Spewed forth by John at 3:25:00 PM
Monday, August 05, 2002
I went out for dinner and a movie last night. I saw that movie "Signs." It's not too bad. As I say, it was worth seeing once. It had a few scary parts. Then my date and I went to JR's and The Ripcord. And I got to meet some of the crowd from the gay.com chatroom. That was a bit of fun...the guys I met all seem pretty nice. :)
Freakin super weird dream last night. I dreamt that I was in a club/bar atmosphere (wonder where I got that from)...anyway, I was much better looking than I really am. I started doing pull-ups and this really cute guy came up to me and started doing pull-ups on me. So I was doing pull-ups at the same time. Anyway, he gave me his phone number, but I remember it was a 512 (Austin) area code. Damn. Can't even meet local guys in my dreams.
This is actually some encouragement for me to lose some more weight and to get into better shape, though. I'm so glad I didn't dream about "Signs!"
Spewed forth by John at 7:53:00 AM
Thursday, August 01, 2002
Hmm...Not too much going on....we went out looking for some cars today. I'm pretty sure we're gonna buy tomorrow. It's narrowed down between a 1993 White Merc Sable for $1900 with 102K miles...it looks pretty nice and a 1997 Silver Merc Sable for $5000 with 70K miles. That one's cool too. I have a date for Saturday! Yay!

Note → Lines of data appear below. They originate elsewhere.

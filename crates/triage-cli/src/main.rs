use std::path::PathBuf;
use std::sync::Arc;

use anyhow::{bail, Context, Result};
use clap::{Parser, Subcommand, ValueEnum};
use tokio::task::JoinSet;
use tracing::{info, warn};
use triage_adapters::{load_table, summarize, DataSummary, DateRange, RecordNormalizer};
use triage_core::{Sentiment, TriagedRecord};
use triage_pipeline::{CancelFlag, TriageConfig, TriagePipeline, TriageRunSummary};

mod logging;

#[derive(Debug, Parser)]
#[command(name = "triage-cli")]
#[command(about = "Customer feedback triage command-line interface")]
struct Cli {
    /// Emit JSON instead of text.
    #[arg(long, global = true)]
    json: bool,
    #[command(subcommand)]
    command: Commands,
}

#[derive(Debug, Subcommand)]
enum Commands {
    /// Print the canonical records inferred from an export.
    Normalize {
        file: PathBuf,
        #[arg(long)]
        min_text_avg_len: Option<f64>,
    },
    /// Volume, source mix and date range of an export.
    Summary { file: PathBuf },
    /// Classify one text; without --sentiment the configured scorer is called.
    Classify {
        text: String,
        #[arg(long, value_enum)]
        sentiment: Option<SentimentArg>,
        #[arg(long)]
        rules: Option<PathBuf>,
    },
    /// Score, classify and alert over one or more exports.
    Triage {
        #[arg(required = true)]
        files: Vec<PathBuf>,
        #[arg(long)]
        scorer_url: Option<String>,
        #[arg(long)]
        webhook_url: Option<String>,
        #[arg(long)]
        rules: Option<PathBuf>,
        #[arg(long)]
        no_alerts: bool,
    },
}

#[derive(Debug, Clone, Copy, ValueEnum)]
enum SentimentArg {
    Positive,
    Negative,
}

impl From<SentimentArg> for Sentiment {
    fn from(arg: SentimentArg) -> Self {
        match arg {
            SentimentArg::Positive => Sentiment::Positive,
            SentimentArg::Negative => Sentiment::Negative,
        }
    }
}

#[tokio::main]
async fn main() -> Result<()> {
    logging::init_logging();
    let cli = Cli::parse();
    let mut config = TriageConfig::from_env();

    match cli.command {
        Commands::Normalize {
            file,
            min_text_avg_len,
        } => {
            if let Some(len) = min_text_avg_len {
                config.min_text_avg_len = len;
            }
            let table = load_table(&file)?;
            let records = RecordNormalizer::new(config.inference_config())
                .normalize(&table)
                .with_context(|| format!("normalizing {}", file.display()))?;
            if cli.json {
                println!("{}", serde_json::to_string_pretty(&records)?);
            } else {
                for record in &records {
                    println!(
                        "[{}] {} | {} | {}",
                        record.id, record.source, record.timestamp, record.text
                    );
                }
            }
        }
        Commands::Summary { file } => {
            let table = load_table(&file)?;
            let records = RecordNormalizer::new(config.inference_config())
                .normalize(&table)
                .with_context(|| format!("normalizing {}", file.display()))?;
            let summary = summarize(&records);
            if cli.json {
                println!("{}", serde_json::to_string_pretty(&summary)?);
            } else {
                print!("{}", render_data_summary(&summary));
            }
        }
        Commands::Classify {
            text,
            sentiment,
            rules,
        } => {
            if rules.is_some() {
                config.rules_path = rules;
            }
            let analysis = match sentiment {
                Some(sentiment) => {
                    let sentiment = Sentiment::from(sentiment);
                    let urgency = config.urgency_rules()?.classify(&text, sentiment);
                    serde_json::json!({ "sentiment": sentiment, "urgency": urgency })
                }
                None => {
                    let pipeline = TriagePipeline::from_config(&config)?;
                    serde_json::to_value(pipeline.analyze(&text).await?)?
                }
            };
            if cli.json {
                println!("{}", serde_json::to_string_pretty(&analysis)?);
            } else {
                println!(
                    "sentiment={} urgency={}{}",
                    analysis["sentiment"].as_str().unwrap_or("?"),
                    analysis["urgency"].as_str().unwrap_or("?"),
                    analysis["confidence"]
                        .as_f64()
                        .map(|c| format!(" confidence={c:.3}"))
                        .unwrap_or_default()
                );
            }
        }
        Commands::Triage {
            files,
            scorer_url,
            webhook_url,
            rules,
            no_alerts,
        } => {
            if let Some(url) = scorer_url {
                config.scorer_url = url;
            }
            if webhook_url.is_some() {
                config.alert_webhook_url = webhook_url;
            }
            if rules.is_some() {
                config.rules_path = rules;
            }
            if no_alerts {
                config.alerts_enabled = false;
            }
            run_triage(&config, files, cli.json).await?;
        }
    }

    Ok(())
}

async fn run_triage(config: &TriageConfig, files: Vec<PathBuf>, json: bool) -> Result<()> {
    let pipeline = Arc::new(TriagePipeline::from_config(config)?);
    if config.active_webhook().is_none() {
        info!("alerting disabled; HIGH urgency records are only reported");
    }

    let cancel = CancelFlag::new();
    let on_interrupt = cancel.clone();
    tokio::spawn(async move {
        if tokio::signal::ctrl_c().await.is_ok() {
            warn!("interrupt received; finishing the record in flight");
            on_interrupt.cancel();
        }
    });

    let mut tasks = JoinSet::new();
    for (index, file) in files.iter().cloned().enumerate() {
        let pipeline = Arc::clone(&pipeline);
        let cancel = cancel.clone();
        tasks.spawn(async move {
            let result = async {
                let table = load_table(&file)?;
                let summary = pipeline
                    .run(&table, &cancel)
                    .await
                    .with_context(|| format!("triaging {}", file.display()))?;
                Ok::<_, anyhow::Error>(summary)
            }
            .await;
            (index, result)
        });
    }

    let mut results: Vec<Option<Result<TriageRunSummary>>> = files.iter().map(|_| None).collect();
    while let Some(joined) = tasks.join_next().await {
        let (index, result) = joined.context("triage task panicked")?;
        results[index] = Some(result);
    }

    let mut failed = 0usize;
    for (file, result) in files.iter().zip(results) {
        match result {
            Some(Ok(summary)) => {
                if json {
                    println!("{}", serde_json::to_string_pretty(&summary)?);
                } else {
                    print!("{}", render_run_summary(&file.display().to_string(), &summary));
                }
            }
            Some(Err(err)) => {
                failed += 1;
                eprintln!("{}: {err:#}", file.display());
            }
            None => {
                failed += 1;
                eprintln!("{}: no result", file.display());
            }
        }
    }

    if failed > 0 {
        bail!("{failed} of {} files failed", files.len());
    }
    Ok(())
}

fn render_record(triaged: &TriagedRecord) -> String {
    let TriagedRecord { record, analysis } = triaged;
    format!(
        "[{}] {} ({:.3}) {} | {} | {} | {}\n",
        record.id,
        analysis.sentiment,
        analysis.confidence,
        analysis.urgency,
        record.source,
        record.timestamp,
        record.text
    )
}

fn render_run_summary(label: &str, summary: &TriageRunSummary) -> String {
    let mut out = format!("== {label} (run {})\n", summary.run_id);
    for triaged in &summary.records {
        out.push_str(&render_record(triaged));
    }
    let c = &summary.counters;
    out.push_str(&format!(
        "total={} positive={} negative={} high_urgency={} alerts_sent={} alerts_failed={}{}\n",
        c.total,
        c.positive,
        c.negative,
        c.high_urgency,
        c.alerts_sent,
        c.alerts_failed,
        if summary.cancelled { " (cancelled)" } else { "" }
    ));
    out
}

fn render_data_summary(summary: &DataSummary) -> String {
    let mut out = format!(
        "total_feedback={}\nunique_sources={}\n",
        summary.total_feedback, summary.unique_sources
    );
    for entry in &summary.source_counts {
        out.push_str(&format!("  {}: {}\n", entry.source, entry.count));
    }
    if summary.sources_truncated {
        out.push_str("  ...\n");
    }
    match &summary.date_range {
        Some(DateRange::Range { start, end }) => {
            out.push_str(&format!("date_range={start} .. {end}\n"));
        }
        Some(DateRange::Unparseable) => out.push_str("date_range=unparseable\n"),
        None => {}
    }
    out
}
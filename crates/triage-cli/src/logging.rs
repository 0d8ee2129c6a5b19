use tracing_subscriber::{fmt, prelude::*, EnvFilter};

pub const DEFAULT_FILTER: &str = "triage=info";

/// Console logging on stderr so stdout stays machine-readable.
pub fn init_logging() {
    let filter = EnvFilter::try_from_default_env().unwrap_or_else(|_| EnvFilter::new(DEFAULT_FILTER));
    let console_layer = fmt::layer().with_target(false).with_writer(std::io::stderr);

    // A subscriber may already be installed when embedded; keep that one.
    let _ = tracing_subscriber::registry()
        .with(filter)
        .with(console_layer)
        .try_init();
}
//! Batch overview: volume, source mix and covered time range.

use std::collections::BTreeMap;

use chrono::{DateTime, NaiveDate, NaiveDateTime};
use serde::{Deserialize, Serialize};
use triage_core::CanonicalRecord;

use crate::schema::TIMESTAMP_FORMAT;

const MAX_LISTED_SOURCES: usize = 10;

#[derive(Debug, Clone, PartialEq, Eq, Serialize, Deserialize)]
pub struct SourceCount {
    pub source: String,
    pub count: usize,
}

#[derive(Debug, Clone, PartialEq, Eq, Serialize, Deserialize)]
#[serde(tag = "kind", rename_all = "snake_case")]
pub enum DateRange {
    Range { start: String, end: String },
    Unparseable,
}

#[derive(Debug, Clone, PartialEq, Eq, Serialize, Deserialize)]
pub struct DataSummary {
    pub total_feedback: usize,
    pub unique_sources: usize,
    /// Most frequent first; capped at ten entries when `sources_truncated` is set.
    pub source_counts: Vec<SourceCount>,
    pub sources_truncated: bool,
    pub date_range: Option<DateRange>,
}

pub fn summarize(records: &[CanonicalRecord]) -> DataSummary {
    let mut counts: BTreeMap<&str, usize> = BTreeMap::new();
    for record in records {
        *counts.entry(record.source.as_str()).or_default() += 1;
    }
    let unique_sources = counts.len();

    let mut source_counts = counts
        .into_iter()
        .map(|(source, count)| SourceCount {
            source: source.to_string(),
            count,
        })
        .collect::<Vec<_>>();
    source_counts.sort_by(|a, b| b.count.cmp(&a.count).then_with(|| a.source.cmp(&b.source)));
    let sources_truncated = source_counts.len() > MAX_LISTED_SOURCES;
    source_counts.truncate(MAX_LISTED_SOURCES);

    DataSummary {
        total_feedback: records.len(),
        unique_sources,
        source_counts,
        sources_truncated,
        date_range: date_range(records),
    }
}

fn date_range(records: &[CanonicalRecord]) -> Option<DateRange> {
    if records.is_empty() {
        return None;
    }
    let parsed = records
        .iter()
        .map(|r| parse_timestamp(&r.timestamp))
        .collect::<Option<Vec<_>>>();
    let Some(parsed) = parsed else {
        return Some(DateRange::Unparseable);
    };
    let start = parsed.iter().min()?;
    let end = parsed.iter().max()?;
    Some(DateRange::Range {
        start: start.format(TIMESTAMP_FORMAT).to_string(),
        end: end.format(TIMESTAMP_FORMAT).to_string(),
    })
}

fn parse_timestamp(raw: &str) -> Option<NaiveDateTime> {
    let raw = raw.trim();
    if let Ok(dt) = DateTime::parse_from_rfc3339(raw) {
        return Some(dt.naive_utc());
    }
    for format in [TIMESTAMP_FORMAT, "%Y-%m-%dT%H:%M:%S", "%Y-%m-%d %H:%M"] {
        if let Ok(dt) = NaiveDateTime::parse_from_str(raw, format) {
            return Some(dt);
        }
    }
    for format in ["%Y-%m-%d", "%m/%d/%Y", "%d %B %Y", "%B %d, %Y"] {
        if let Ok(date) = NaiveDate::parse_from_str(raw, format) {
            return date.and_hms_opt(0, 0, 0);
        }
    }
    None
}
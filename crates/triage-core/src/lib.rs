//! Core data model for feedback triage: raw tables, canonical records, analysis results.

use std::fmt;

use serde::{Deserialize, Serialize};

pub const CRATE_NAME: &str = "triage-core";

/// Loosely-typed scalar cell as read from an export of unknown shape.
#[derive(Debug, Clone, PartialEq, Serialize, Deserialize, Default)]
#[serde(untagged)]
pub enum RawValue {
    #[default]
    Null,
    Number(f64),
    Text(String),
}

static NULL_VALUE: RawValue = RawValue::Null;

impl RawValue {
    pub fn is_null(&self) -> bool {
        matches!(self, RawValue::Null)
    }

    pub fn is_text(&self) -> bool {
        matches!(self, RawValue::Text(_))
    }

    pub fn as_text(&self) -> Option<&str> {
        match self {
            RawValue::Text(s) => Some(s.as_str()),
            _ => None,
        }
    }

    /// Numeric view of the cell; text cells are parsed leniently.
    pub fn as_f64(&self) -> Option<f64> {
        match self {
            RawValue::Number(n) => Some(*n),
            RawValue::Text(s) => s.trim().parse::<f64>().ok().filter(|n| n.is_finite()),
            RawValue::Null => None,
        }
    }

    pub fn as_i64(&self) -> Option<i64> {
        match self {
            RawValue::Number(n) if n.fract() == 0.0 && n.abs() < 9.0e15 => Some(*n as i64),
            RawValue::Text(s) => s.trim().parse::<i64>().ok(),
            _ => None,
        }
    }

    /// String rendering of the cell, `None` for null.
    pub fn render(&self) -> Option<String> {
        match self {
            RawValue::Null => None,
            RawValue::Text(s) => Some(s.clone()),
            RawValue::Number(n) => Some(render_number(*n)),
        }
    }
}

fn render_number(n: f64) -> String {
    if n.fract() == 0.0 && n.abs() < 1.0e15 {
        format!("{}", n as i64)
    } else {
        format!("{n}")
    }
}

/// One input row, stored positionally against its table's column list.
#[derive(Debug, Clone, PartialEq, Serialize, Deserialize, Default)]
pub struct RawRow {
    values: Vec<RawValue>,
}

impl RawRow {
    pub fn get(&self, column: usize) -> &RawValue {
        self.values.get(column).unwrap_or(&NULL_VALUE)
    }

    pub fn values(&self) -> &[RawValue] {
        &self.values
    }
}

/// A batch of rows sharing one column set that is not known ahead of time.
#[derive(Debug, Clone, PartialEq, Serialize, Deserialize, Default)]
pub struct RawTable {
    columns: Vec<String>,
    rows: Vec<RawRow>,
}

impl RawTable {
    /// Builds a table, padding short rows with nulls and truncating long ones.
    pub fn new(columns: Vec<String>, rows: Vec<Vec<RawValue>>) -> Self {
        let width = columns.len();
        let rows = rows
            .into_iter()
            .map(|mut values| {
                values.resize(width, RawValue::Null);
                RawRow { values }
            })
            .collect();
        Self { columns, rows }
    }

    pub fn columns(&self) -> &[String] {
        &self.columns
    }

    pub fn rows(&self) -> &[RawRow] {
        &self.rows
    }

    pub fn len(&self) -> usize {
        self.rows.len()
    }

    pub fn is_empty(&self) -> bool {
        self.rows.is_empty()
    }

    /// Case-insensitive lookup of the first column with the given name.
    pub fn column_index(&self, name: &str) -> Option<usize> {
        self.columns
            .iter()
            .position(|c| c.trim().eq_ignore_ascii_case(name))
    }
}

/// Normalized feedback entry with guaranteed fields.
#[derive(Debug, Clone, PartialEq, Eq, Hash, Serialize, Deserialize)]
pub struct CanonicalRecord {
    pub id: i64,
    pub text: String,
    pub source: String,
    pub timestamp: String,
}

#[derive(Debug, Clone, Copy, PartialEq, Eq, Hash, Serialize, Deserialize)]
#[serde(rename_all = "UPPERCASE")]
pub enum Sentiment {
    Positive,
    Negative,
}

impl Sentiment {
    pub fn from_label(label: &str) -> Option<Self> {
        match label.trim().to_ascii_uppercase().as_str() {
            "POSITIVE" => Some(Sentiment::Positive),
            "NEGATIVE" => Some(Sentiment::Negative),
            _ => None,
        }
    }

    pub fn as_str(self) -> &'static str {
        match self {
            Sentiment::Positive => "POSITIVE",
            Sentiment::Negative => "NEGATIVE",
        }
    }
}

impl fmt::Display for Sentiment {
    fn fmt(&self, f: &mut fmt::Formatter<'_>) -> fmt::Result {
        f.write_str(self.as_str())
    }
}

#[derive(Debug, Clone, Copy, PartialEq, Eq, Hash, Serialize, Deserialize)]
#[serde(rename_all = "UPPERCASE")]
pub enum Urgency {
    High,
    Low,
}

impl Urgency {
    pub fn as_str(self) -> &'static str {
        match self {
            Urgency::High => "HIGH",
            Urgency::Low => "LOW",
        }
    }
}

impl fmt::Display for Urgency {
    fn fmt(&self, f: &mut fmt::Formatter<'_>) -> fmt::Result {
        f.write_str(self.as_str())
    }
}

/// Output of the external sentiment scorer.
#[derive(Debug, Clone, Copy, PartialEq, Serialize, Deserialize)]
pub struct SentimentScore {
    pub label: Sentiment,
    pub confidence: f64,
}

/// Per-record classification; recomputed on every analysis, never persisted.
#[derive(Debug, Clone, Copy, PartialEq, Serialize, Deserialize)]
pub struct AnalysisResult {
    pub sentiment: Sentiment,
    pub confidence: f64,
    pub urgency: Urgency,
}

/// A canonical record paired with its analysis, in batch order.
#[derive(Debug, Clone, PartialEq, Serialize, Deserialize)]
pub struct TriagedRecord {
    pub record: CanonicalRecord,
    pub analysis: AnalysisResult,
}
//! Table loading, schema inference and record normalization for feedback exports.

use std::fs;
use std::path::Path;

use anyhow::{bail, Context, Result};
use serde_json::Value as JsonValue;
use thiserror::Error;
use tracing::{debug, warn};
use triage_core::{RawTable, RawValue};

use crate::schema::COMPOSITE_COLUMN;

pub mod composite;
pub mod normalize;
pub mod schema;
pub mod summary;

pub use composite::{parse_composite, CompositeDefaults, CompositeFields};
pub use normalize::{normalize, RecordNormalizer};
pub use schema::{infer, InferenceConfig, RatingColumns, Schema, TabularSchema, TextSource};
pub use summary::{summarize, DataSummary, DateRange, SourceCount};

pub const CRATE_NAME: &str = "triage-adapters";

/// Batch-level normalization failures. Each one aborts the whole batch.
#[derive(Debug, Clone, PartialEq, Eq, Error)]
pub enum NormalizeError {
    #[error("input table has no rows")]
    EmptyInput,
    #[error("no usable text column or synthesis strategy among columns [{}]", .columns.join(", "))]
    NoTextSource { columns: Vec<String> },
    #[error("all {input_rows} rows were dropped for empty text")]
    EmptyResult { input_rows: usize },
}

const NULL_TOKENS: &[&str] = &["", "NA", "N/A", "NaN", "nan", "null", "NULL"];

/// Interprets one delimited-text cell as a loosely-typed scalar.
pub fn parse_cell(raw: &str) -> RawValue {
    let trimmed = raw.trim();
    if NULL_TOKENS.contains(&trimmed) {
        return RawValue::Null;
    }
    match trimmed.parse::<f64>() {
        Ok(n) if n.is_finite() => RawValue::Number(n),
        _ => RawValue::Text(raw.to_string()),
    }
}

/// Loads a table from disk, choosing the reader by file extension.
pub fn load_table(path: impl AsRef<Path>) -> Result<RawTable> {
    let path = path.as_ref();
    let text = fs::read_to_string(path).with_context(|| format!("reading {}", path.display()))?;
    let is_json = path
        .extension()
        .and_then(|e| e.to_str())
        .is_some_and(|e| e.eq_ignore_ascii_case("json"));
    let table = if is_json {
        parse_json_table(&text)
    } else {
        parse_csv_table(&text)
    }
    .with_context(|| format!("parsing {}", path.display()))?;
    debug!(
        path = %path.display(),
        rows = table.len(),
        columns = ?table.columns(),
        "loaded table"
    );
    Ok(table)
}

#[derive(Debug, Clone, Copy, PartialEq, Eq)]
enum CsvReadStrategy {
    /// Lone `feedback` header: every following line is that column's raw value.
    CompositeLines,
    Standard,
    /// Quote characters are ordinary data; ragged rows are padded or truncated.
    Unquoted,
}

impl CsvReadStrategy {
    fn applies_to(self, header: &str) -> bool {
        match self {
            CsvReadStrategy::CompositeLines => is_composite_header(header),
            CsvReadStrategy::Standard | CsvReadStrategy::Unquoted => true,
        }
    }
}

fn is_composite_header(header: &str) -> bool {
    header
        .trim()
        .trim_matches('"')
        .trim()
        .eq_ignore_ascii_case(COMPOSITE_COLUMN)
}

const CSV_READ_STRATEGIES: [CsvReadStrategy; 3] = [
    CsvReadStrategy::CompositeLines,
    CsvReadStrategy::Standard,
    CsvReadStrategy::Unquoted,
];

/// Parses CSV text, trying each read strategy in order and keeping the first that succeeds.
pub fn parse_csv_table(text: &str) -> Result<RawTable> {
    let text = text.trim_start_matches('\u{feff}');
    let header = text.lines().next().unwrap_or_default();
    let mut failures = Vec::new();
    for strategy in CSV_READ_STRATEGIES {
        if !strategy.applies_to(header) {
            continue;
        }
        match read_csv_with(text, strategy) {
            Ok(table) => {
                if !failures.is_empty() {
                    warn!(?strategy, "csv read fell back after earlier strategies failed");
                }
                return Ok(table);
            }
            Err(err) => {
                debug!(?strategy, error = %err, "csv read strategy not applicable");
                failures.push(format!("{strategy:?}: {err}"));
            }
        }
    }
    bail!("no csv read strategy succeeded ({})", failures.join("; "))
}

fn read_csv_with(text: &str, strategy: CsvReadStrategy) -> Result<RawTable> {
    match strategy {
        CsvReadStrategy::CompositeLines => read_composite_lines(text),
        CsvReadStrategy::Standard => read_csv_records(
            csv::ReaderBuilder::new()
                .has_headers(true)
                .flexible(false)
                .from_reader(text.as_bytes()),
        ),
        CsvReadStrategy::Unquoted => read_csv_records(
            csv::ReaderBuilder::new()
                .has_headers(true)
                .quoting(false)
                .flexible(true)
                .from_reader(text.as_bytes()),
        ),
    }
}

fn read_composite_lines(text: &str) -> Result<RawTable> {
    let mut lines = text.lines().map(|l| l.trim_end_matches('\r'));
    let Some(header) = lines.next() else {
        bail!("empty input");
    };
    if !is_composite_header(header) {
        bail!("header is not a lone {COMPOSITE_COLUMN} column");
    }
    let column = header.trim().trim_matches('"').trim().to_string();
    let rows = lines
        .filter(|line| !line.trim().is_empty())
        .map(|line| vec![parse_cell(line)])
        .collect();
    Ok(RawTable::new(vec![column], rows))
}

fn read_csv_records(mut reader: csv::Reader<&[u8]>) -> Result<RawTable> {
    let columns = reader
        .headers()
        .context("reading csv header")?
        .iter()
        .map(|h| h.trim().to_string())
        .collect::<Vec<_>>();
    if columns.is_empty() || columns.iter().all(|c| c.is_empty()) {
        bail!("csv has no header row");
    }
    let mut rows = Vec::new();
    for record in reader.records() {
        let record = record.context("reading csv record")?;
        if record.iter().all(|field| field.trim().is_empty()) {
            continue;
        }
        rows.push(record.iter().map(parse_cell).collect());
    }
    Ok(RawTable::new(columns, rows))
}

/// Parses a JSON array of flat objects; columns follow first-seen key order.
pub fn parse_json_table(text: &str) -> Result<RawTable> {
    let value: JsonValue = serde_json::from_str(text).context("invalid JSON table")?;
    let Some(items) = value.as_array() else {
        bail!("expected a JSON array of objects");
    };

    let mut columns: Vec<String> = Vec::new();
    for item in items {
        let Some(object) = item.as_object() else {
            bail!("expected every JSON row to be an object");
        };
        for key in object.keys() {
            if !columns.iter().any(|c| c == key) {
                columns.push(key.clone());
            }
        }
    }

    let rows = items
        .iter()
        .filter_map(JsonValue::as_object)
        .map(|object| {
            columns
                .iter()
                .map(|column| object.get(column).map(json_cell).unwrap_or_default())
                .collect()
        })
        .collect();
    Ok(RawTable::new(columns, rows))
}

fn json_cell(value: &JsonValue) -> RawValue {
    match value {
        JsonValue::Null => RawValue::Null,
        JsonValue::Number(n) => n.as_f64().map(RawValue::Number).unwrap_or_default(),
        JsonValue::String(s) => RawValue::Text(s.clone()),
        JsonValue::Bool(b) => RawValue::Text(b.to_string()),
        other => RawValue::Text(other.to_string()),
    }
}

It seems like my previous interest wasn't gonna work out...I don't think he was interested. Oh well...I guess we'll be friends, though.
Ooohh..I "discovered" Reel Big Fish last night...they're pretty awesome. I think that's about it....umm..no one comments on anything...either that means no one has an opinion, or no one reads this damn blog (a distinct possibility).